--- START ---
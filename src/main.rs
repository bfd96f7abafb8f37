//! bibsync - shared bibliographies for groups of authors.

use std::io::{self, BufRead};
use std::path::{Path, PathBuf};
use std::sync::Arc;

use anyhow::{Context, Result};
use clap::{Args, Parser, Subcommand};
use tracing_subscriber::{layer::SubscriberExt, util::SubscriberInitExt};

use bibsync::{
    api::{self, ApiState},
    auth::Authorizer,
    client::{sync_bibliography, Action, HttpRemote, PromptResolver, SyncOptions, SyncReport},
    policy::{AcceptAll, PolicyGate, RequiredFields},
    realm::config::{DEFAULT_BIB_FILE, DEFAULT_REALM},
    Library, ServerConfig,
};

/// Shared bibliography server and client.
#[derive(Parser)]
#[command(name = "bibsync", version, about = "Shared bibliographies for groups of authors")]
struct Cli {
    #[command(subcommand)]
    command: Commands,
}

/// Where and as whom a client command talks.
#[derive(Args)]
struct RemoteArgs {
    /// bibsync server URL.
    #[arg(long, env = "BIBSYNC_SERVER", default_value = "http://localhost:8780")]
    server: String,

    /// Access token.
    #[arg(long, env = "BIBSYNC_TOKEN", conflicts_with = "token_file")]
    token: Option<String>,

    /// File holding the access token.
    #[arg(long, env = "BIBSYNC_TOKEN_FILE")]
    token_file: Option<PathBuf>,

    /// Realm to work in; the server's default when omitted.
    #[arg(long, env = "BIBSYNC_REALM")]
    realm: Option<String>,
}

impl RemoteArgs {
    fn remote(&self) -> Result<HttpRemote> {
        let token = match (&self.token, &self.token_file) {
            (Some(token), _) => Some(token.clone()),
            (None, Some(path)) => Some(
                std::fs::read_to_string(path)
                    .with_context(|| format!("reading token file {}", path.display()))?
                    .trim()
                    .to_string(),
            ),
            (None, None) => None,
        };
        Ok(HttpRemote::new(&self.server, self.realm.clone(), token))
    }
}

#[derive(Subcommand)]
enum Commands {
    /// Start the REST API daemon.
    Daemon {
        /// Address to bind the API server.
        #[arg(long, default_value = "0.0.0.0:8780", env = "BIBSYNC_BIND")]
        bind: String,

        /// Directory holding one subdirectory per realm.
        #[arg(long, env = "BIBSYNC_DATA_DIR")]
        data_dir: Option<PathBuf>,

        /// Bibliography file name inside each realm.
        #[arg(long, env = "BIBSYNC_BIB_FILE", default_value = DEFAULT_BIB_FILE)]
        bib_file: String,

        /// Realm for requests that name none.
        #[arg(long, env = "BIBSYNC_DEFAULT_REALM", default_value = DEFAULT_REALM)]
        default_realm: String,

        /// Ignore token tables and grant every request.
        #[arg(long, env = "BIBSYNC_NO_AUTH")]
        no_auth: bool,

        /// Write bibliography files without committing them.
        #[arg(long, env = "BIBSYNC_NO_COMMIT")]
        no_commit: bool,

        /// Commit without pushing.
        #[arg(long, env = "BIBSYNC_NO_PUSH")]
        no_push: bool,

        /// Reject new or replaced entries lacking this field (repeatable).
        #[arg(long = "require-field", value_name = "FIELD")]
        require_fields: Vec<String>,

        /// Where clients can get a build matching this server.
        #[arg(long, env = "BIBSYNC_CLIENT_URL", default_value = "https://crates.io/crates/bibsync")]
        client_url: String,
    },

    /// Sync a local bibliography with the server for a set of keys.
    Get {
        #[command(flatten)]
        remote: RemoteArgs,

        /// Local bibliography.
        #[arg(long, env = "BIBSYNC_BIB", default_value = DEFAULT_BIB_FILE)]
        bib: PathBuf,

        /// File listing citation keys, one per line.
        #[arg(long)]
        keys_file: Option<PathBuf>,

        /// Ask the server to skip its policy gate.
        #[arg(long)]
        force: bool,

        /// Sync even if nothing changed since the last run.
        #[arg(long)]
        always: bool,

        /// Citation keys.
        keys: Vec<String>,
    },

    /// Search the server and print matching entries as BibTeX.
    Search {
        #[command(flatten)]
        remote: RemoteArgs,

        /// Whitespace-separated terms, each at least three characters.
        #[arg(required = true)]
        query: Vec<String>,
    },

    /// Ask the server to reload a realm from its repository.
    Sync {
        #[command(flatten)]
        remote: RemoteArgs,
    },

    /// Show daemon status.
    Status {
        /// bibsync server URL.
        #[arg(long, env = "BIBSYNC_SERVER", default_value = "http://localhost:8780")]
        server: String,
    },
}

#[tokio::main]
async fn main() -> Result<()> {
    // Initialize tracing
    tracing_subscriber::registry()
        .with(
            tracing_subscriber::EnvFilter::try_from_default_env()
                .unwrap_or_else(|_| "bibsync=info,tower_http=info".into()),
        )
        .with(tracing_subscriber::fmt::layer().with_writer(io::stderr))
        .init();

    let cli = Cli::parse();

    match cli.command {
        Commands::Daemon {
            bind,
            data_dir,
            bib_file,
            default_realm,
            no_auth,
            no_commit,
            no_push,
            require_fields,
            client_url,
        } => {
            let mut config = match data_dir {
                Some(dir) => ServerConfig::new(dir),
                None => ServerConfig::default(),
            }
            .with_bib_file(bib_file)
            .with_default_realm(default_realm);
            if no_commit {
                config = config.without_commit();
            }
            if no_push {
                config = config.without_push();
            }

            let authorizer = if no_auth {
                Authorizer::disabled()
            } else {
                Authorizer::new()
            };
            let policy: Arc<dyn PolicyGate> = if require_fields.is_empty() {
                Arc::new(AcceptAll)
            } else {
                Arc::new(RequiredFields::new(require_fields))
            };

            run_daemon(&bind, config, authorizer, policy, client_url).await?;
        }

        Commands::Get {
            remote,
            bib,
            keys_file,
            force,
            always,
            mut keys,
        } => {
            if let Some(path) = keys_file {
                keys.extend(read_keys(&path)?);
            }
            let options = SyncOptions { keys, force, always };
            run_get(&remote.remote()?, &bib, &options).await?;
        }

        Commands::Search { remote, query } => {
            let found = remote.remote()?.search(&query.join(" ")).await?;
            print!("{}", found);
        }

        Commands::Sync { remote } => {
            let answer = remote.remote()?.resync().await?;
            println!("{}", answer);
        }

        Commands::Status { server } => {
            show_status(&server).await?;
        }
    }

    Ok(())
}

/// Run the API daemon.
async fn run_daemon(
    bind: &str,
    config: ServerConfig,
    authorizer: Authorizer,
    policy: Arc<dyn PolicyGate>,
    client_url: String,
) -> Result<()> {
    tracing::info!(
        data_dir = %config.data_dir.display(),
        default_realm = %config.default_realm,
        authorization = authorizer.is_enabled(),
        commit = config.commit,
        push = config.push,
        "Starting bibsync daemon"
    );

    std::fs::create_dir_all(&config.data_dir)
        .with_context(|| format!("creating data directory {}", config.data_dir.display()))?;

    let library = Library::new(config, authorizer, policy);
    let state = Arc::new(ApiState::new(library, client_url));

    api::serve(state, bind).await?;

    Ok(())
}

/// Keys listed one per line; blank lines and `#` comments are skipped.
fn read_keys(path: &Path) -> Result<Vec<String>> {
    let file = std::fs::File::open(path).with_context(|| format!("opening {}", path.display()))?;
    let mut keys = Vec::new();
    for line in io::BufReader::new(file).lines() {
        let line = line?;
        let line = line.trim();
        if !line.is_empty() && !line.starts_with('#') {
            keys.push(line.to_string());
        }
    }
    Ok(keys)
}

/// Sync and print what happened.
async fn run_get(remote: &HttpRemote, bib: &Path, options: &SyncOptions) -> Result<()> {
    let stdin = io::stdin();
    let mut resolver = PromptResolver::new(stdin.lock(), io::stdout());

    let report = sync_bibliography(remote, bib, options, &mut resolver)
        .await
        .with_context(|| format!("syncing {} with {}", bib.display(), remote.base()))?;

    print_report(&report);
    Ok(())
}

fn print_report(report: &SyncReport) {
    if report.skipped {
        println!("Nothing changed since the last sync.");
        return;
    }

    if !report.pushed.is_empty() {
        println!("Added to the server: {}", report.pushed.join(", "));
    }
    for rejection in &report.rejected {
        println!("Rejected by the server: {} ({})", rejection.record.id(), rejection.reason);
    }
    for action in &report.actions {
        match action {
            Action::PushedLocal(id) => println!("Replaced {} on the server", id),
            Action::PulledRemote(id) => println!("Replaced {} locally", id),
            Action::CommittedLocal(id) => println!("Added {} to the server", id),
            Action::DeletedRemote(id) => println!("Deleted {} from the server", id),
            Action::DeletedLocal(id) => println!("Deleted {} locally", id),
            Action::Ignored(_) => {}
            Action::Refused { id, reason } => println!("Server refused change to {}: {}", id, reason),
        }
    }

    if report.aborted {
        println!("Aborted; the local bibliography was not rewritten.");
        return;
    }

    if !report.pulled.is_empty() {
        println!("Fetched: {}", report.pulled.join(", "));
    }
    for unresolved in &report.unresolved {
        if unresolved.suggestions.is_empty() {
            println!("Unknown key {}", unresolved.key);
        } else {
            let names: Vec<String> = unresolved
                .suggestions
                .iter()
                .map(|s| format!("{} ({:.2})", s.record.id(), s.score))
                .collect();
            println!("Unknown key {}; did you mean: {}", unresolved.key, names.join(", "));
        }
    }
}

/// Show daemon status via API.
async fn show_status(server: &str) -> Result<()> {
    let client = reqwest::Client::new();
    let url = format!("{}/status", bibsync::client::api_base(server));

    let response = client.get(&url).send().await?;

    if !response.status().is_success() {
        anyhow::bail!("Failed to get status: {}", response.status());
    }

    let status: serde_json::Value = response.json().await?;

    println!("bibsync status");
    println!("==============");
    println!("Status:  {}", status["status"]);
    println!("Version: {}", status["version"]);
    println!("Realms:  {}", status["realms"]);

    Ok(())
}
--- END ---
--- START ---
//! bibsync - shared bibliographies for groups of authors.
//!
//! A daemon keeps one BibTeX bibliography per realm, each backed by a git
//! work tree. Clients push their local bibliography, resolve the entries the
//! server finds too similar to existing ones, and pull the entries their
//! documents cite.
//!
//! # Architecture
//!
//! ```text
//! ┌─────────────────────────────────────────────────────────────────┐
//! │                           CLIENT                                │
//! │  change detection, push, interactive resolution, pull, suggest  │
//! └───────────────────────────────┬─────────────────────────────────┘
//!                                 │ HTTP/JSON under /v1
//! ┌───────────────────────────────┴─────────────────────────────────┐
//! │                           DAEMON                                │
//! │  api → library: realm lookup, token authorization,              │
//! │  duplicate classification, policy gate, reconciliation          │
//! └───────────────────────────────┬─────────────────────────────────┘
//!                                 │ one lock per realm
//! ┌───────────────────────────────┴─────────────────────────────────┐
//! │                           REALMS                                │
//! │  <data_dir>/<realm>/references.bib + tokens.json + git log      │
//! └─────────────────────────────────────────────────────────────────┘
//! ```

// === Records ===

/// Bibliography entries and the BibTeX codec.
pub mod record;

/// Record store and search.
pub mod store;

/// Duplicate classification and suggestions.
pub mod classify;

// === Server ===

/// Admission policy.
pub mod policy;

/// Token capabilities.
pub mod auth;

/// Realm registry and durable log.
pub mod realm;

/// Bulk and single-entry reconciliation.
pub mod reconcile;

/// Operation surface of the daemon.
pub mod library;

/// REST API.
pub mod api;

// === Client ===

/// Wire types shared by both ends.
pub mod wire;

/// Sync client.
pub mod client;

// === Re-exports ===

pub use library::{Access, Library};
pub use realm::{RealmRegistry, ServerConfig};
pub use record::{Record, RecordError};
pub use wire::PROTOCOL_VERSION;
--- END ---
--- START ---
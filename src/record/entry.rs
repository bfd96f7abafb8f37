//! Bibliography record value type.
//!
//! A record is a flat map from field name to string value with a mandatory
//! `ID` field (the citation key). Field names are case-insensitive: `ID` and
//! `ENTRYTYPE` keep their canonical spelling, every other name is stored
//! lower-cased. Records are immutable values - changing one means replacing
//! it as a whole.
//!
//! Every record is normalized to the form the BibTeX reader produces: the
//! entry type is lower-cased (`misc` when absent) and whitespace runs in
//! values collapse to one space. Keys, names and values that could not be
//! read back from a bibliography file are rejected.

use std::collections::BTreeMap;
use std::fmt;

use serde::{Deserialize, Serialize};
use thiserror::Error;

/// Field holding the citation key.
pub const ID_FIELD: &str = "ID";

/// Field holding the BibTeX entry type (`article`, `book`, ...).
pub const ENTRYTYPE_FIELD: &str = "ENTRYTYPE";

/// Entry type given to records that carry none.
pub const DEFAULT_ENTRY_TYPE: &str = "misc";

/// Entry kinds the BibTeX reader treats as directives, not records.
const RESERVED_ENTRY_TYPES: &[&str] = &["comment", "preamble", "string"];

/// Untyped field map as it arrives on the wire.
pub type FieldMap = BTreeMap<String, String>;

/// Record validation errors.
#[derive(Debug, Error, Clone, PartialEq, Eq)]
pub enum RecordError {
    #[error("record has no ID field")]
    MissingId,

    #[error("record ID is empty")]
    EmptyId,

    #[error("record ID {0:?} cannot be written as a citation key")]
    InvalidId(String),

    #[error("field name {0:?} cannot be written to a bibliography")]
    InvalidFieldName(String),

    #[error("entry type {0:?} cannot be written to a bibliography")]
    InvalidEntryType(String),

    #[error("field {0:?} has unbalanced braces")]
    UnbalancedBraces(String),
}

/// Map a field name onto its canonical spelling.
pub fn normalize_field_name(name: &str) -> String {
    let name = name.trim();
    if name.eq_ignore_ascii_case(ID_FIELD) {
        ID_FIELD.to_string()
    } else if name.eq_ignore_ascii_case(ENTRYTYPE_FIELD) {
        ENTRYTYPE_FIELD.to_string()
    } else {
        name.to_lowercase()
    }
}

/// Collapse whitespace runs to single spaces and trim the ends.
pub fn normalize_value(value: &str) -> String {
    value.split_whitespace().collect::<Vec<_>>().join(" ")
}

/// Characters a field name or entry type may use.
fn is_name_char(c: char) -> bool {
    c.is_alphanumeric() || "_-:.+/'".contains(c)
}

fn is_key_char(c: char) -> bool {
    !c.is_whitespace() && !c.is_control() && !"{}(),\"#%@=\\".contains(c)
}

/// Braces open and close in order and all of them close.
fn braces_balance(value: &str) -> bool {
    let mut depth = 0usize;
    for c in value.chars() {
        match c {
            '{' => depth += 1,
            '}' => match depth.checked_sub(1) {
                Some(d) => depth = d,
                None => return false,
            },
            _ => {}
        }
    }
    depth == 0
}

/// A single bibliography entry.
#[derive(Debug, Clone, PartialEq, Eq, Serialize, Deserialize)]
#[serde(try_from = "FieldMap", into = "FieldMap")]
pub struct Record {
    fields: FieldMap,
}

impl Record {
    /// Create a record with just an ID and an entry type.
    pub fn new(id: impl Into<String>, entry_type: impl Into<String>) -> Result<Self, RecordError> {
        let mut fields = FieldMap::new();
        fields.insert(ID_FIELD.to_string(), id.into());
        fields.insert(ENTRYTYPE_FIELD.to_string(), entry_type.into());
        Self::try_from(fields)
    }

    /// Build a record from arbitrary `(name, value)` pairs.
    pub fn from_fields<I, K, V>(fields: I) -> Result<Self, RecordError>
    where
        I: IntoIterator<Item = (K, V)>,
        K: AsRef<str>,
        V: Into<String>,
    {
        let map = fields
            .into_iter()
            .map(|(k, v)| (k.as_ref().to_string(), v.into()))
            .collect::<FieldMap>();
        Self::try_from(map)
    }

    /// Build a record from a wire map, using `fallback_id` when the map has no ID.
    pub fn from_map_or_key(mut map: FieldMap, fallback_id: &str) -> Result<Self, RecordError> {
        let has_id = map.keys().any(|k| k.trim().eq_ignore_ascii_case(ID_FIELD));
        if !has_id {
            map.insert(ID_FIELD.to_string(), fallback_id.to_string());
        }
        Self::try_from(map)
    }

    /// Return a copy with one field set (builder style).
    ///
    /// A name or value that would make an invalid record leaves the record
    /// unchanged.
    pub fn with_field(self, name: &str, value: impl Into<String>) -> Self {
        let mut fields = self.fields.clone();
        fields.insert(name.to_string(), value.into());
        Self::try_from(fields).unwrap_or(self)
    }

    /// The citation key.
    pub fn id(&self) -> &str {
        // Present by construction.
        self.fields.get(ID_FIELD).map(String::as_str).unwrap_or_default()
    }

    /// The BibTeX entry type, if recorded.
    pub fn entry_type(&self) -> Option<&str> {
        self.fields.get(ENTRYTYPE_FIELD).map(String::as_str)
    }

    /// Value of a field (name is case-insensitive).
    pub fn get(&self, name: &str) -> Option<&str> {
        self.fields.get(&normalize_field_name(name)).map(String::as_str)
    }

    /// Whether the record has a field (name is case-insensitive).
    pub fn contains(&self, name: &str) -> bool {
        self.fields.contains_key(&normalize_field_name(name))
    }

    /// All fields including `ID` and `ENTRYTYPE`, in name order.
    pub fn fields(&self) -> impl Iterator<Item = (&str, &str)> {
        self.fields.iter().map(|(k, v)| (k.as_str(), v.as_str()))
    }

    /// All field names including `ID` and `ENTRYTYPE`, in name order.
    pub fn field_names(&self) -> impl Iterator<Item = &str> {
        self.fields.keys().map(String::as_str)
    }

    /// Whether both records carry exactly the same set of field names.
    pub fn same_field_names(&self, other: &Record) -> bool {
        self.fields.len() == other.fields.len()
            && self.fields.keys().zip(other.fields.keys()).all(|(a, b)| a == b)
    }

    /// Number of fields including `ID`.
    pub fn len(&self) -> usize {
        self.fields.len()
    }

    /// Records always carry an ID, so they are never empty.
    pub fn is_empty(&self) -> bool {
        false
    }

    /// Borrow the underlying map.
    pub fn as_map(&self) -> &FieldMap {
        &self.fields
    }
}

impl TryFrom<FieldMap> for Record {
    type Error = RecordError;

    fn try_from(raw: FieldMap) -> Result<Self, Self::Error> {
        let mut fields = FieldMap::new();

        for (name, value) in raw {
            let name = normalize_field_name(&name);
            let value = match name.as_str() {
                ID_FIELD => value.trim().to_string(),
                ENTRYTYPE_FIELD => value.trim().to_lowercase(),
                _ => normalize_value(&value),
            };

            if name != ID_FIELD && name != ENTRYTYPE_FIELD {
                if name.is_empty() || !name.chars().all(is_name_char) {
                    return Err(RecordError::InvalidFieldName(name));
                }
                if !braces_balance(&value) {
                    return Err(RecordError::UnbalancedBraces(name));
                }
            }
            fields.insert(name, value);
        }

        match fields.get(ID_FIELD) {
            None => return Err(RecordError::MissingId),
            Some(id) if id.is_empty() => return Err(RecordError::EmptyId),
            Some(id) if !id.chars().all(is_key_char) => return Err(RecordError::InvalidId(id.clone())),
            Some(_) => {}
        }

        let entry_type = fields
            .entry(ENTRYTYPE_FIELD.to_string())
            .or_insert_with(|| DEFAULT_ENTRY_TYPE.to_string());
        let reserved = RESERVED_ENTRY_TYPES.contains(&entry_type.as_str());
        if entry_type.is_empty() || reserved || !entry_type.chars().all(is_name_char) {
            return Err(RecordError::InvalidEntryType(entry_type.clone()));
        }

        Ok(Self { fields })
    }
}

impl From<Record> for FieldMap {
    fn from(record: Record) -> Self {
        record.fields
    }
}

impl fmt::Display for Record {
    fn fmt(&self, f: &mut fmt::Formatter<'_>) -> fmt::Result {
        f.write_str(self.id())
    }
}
--- END ---
**Exercise requirements**.
In the records, which lines mention the word "derive"? Copy those lines.

**Task answer**.
#[derive(Parser)]
#[derive(Args)]
#[derive(Subcommand)]
#[derive(Debug, Error, Clone, PartialEq, Eq)]
#[derive(Debug, Clone, PartialEq, Eq, Serialize, Deserialize)]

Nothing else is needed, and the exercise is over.